Pre- and postnatal diagnosis of tyrosine hydroxylase deficiency.

OBJECTIVES

Tyrosine hydroxylase (TH) is a key enzyme in the biosynthesis of dopamine, epinephrine and norepinephrine. The primary diagnosis of TH deficiency is based on the measurement of neurotransmitter metabolites and pterins in the cerebrospinal fluid, and the final diagnosis is made by detection of mutations in the TH gene. The clinical expression varies with presentations as infantile parkinsonism, L-dopa responsive spastic paraplegia, or as a progressive severe encephalopathy. Treatment with L-dopa is not always sufficient and a number of patients with poor or no response to L-dopa have recently been described.

METHODS

TH is not expressed in amniotic fluid cells or in chorionic villus, so prenatal diagnosis by measurement of the enzyme activity is not possible.

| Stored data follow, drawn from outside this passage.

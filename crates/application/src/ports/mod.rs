mod car_repository;
mod manufacturer_repository;
mod owner_repository;

pub use car_repository::CarRepository;
pub use manufacturer_repository::ManufacturerRepository;
pub use owner_repository::OwnerRepository;
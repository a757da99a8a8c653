use async_trait::async_trait;
use motorpool_domain::{Car, CarUpdate, DomainError, NewCar, RegistrationDateFilter, WriteOutcome};

#[async_trait]
pub trait CarRepository: Send + Sync {
    async fn create(&self, car: NewCar) -> Result<Car, DomainError>;

    /// Get a car with manufacturer and owners expanded
    async fn get_by_id(&self, id: i64) -> Result<Option<Car>, DomainError>;

    async fn get_all(&self) -> Result<Vec<Car>, DomainError>;

    async fn update(&self, id: i64, update: CarUpdate) -> Result<Car, DomainError>;

    async fn delete(&self, id: i64) -> Result<(), DomainError>;

    /// Cars whose first registration date satisfies `filter`, relations
    /// expanded, ordered by registration date then id
    async fn find_by_registration_date(
        &self,
        filter: &RegistrationDateFilter,
    ) -> Result<Vec<Car>, DomainError>;

    /// Multiply the price of every matching car by `factor` in one operation
    async fn apply_price_factor(
        &self,
        filter: &RegistrationDateFilter,
        factor: f64,
    ) -> Result<WriteOutcome, DomainError>;

    /// Clear the owner list of every matching car in one operation
    async fn detach_owners(
        &self,
        filter: &RegistrationDateFilter,
    ) -> Result<WriteOutcome, DomainError>;
}
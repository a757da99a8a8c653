use crate::maintenance::{
    DiscountCleanupSettings, DEFAULT_DISCOUNT_PERCENT, DEFAULT_MONTHS_END, DEFAULT_MONTHS_START,
};
use chrono::{DateTime, Utc};
use serde::{Deserialize, Serialize};

/// Business constants of the discount-and-cleanup run.
#[derive(Debug, Clone, Deserialize, Serialize)]
pub struct MaintenanceConfig {
    #[serde(default = "default_discount_percent")]
    pub discount_percent: u8,

    #[serde(default = "default_months_start")]
    pub months_start: u32,

    #[serde(default = "default_months_end")]
    pub months_end: u32,
}

impl MaintenanceConfig {
    pub fn settings_at(&self, reference_date: DateTime<Utc>) -> DiscountCleanupSettings {
        DiscountCleanupSettings::new(
            reference_date,
            self.discount_percent,
            self.months_start,
            self.months_end,
        )
    }
}

impl Default for MaintenanceConfig {
    fn default() -> Self {
        Self {
            discount_percent: default_discount_percent(),
            months_start: default_months_start(),
            months_end: default_months_end(),
        }
    }
}

fn default_discount_percent() -> u8 {
    DEFAULT_DISCOUNT_PERCENT
}

fn default_months_start() -> u32 {
    DEFAULT_MONTHS_START
}

fn default_months_end() -> u32 {
    DEFAULT_MONTHS_END
}
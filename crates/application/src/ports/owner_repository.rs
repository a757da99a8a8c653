use async_trait::async_trait;
use chrono::{DateTime, Utc};
use motorpool_domain::{DomainError, Owner};

#[async_trait]
pub trait OwnerRepository: Send + Sync {
    async fn create(&self, name: String, purchase_date: DateTime<Utc>)
        -> Result<Owner, DomainError>;

    async fn get_by_id(&self, id: i64) -> Result<Option<Owner>, DomainError>;

    async fn get_all(&self) -> Result<Vec<Owner>, DomainError>;
}
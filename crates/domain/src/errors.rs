use thiserror::Error;

#[derive(Error, Debug, Clone, PartialEq)]
pub enum DomainError {
    #[error("Invalid maintenance settings: {0}")]
    InvalidMaintenanceSettings(String),

    #[error("Invalid car: {0}")]
    InvalidCar(String),

    #[error("Car not found: {0}")]
    CarNotFound(i64),

    #[error("Manufacturer not found (SIRET {0})")]
    ManufacturerNotFound(i64),

    #[error("Manufacturer with SIRET {0} already exists")]
    ManufacturerConflict(i64),

    #[error("Invalid owner: {0}")]
    InvalidOwner(String),

    #[error("Owner not found: {0}")]
    OwnerNotFound(i64),

    #[error("Invalid timestamp: {0}")]
    InvalidTimestamp(String),

    #[error("Database error: {0}")]
    DatabaseError(String),
}
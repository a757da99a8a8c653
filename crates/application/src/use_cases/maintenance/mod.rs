pub mod apply_discount_and_cleanup;

pub use apply_discount_and_cleanup::ApplyDiscountAndCleanupUseCase;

The only possibility of a prenatal diagnosis is by analyzing the TH gene for mutations.

RESULTS

Here we describe a case of severe TH deficiency, identification of two novel mutations (p.R328W and p.T399M) and most importantly, the first prenatal diagnosis of this disease.

CONCLUSIONS

The availability of prenatal diagnosis offers the parents new options. They may use the result as preparation for the birth of a child with TH deficiency, or they may decide termination of an affected pregnancy.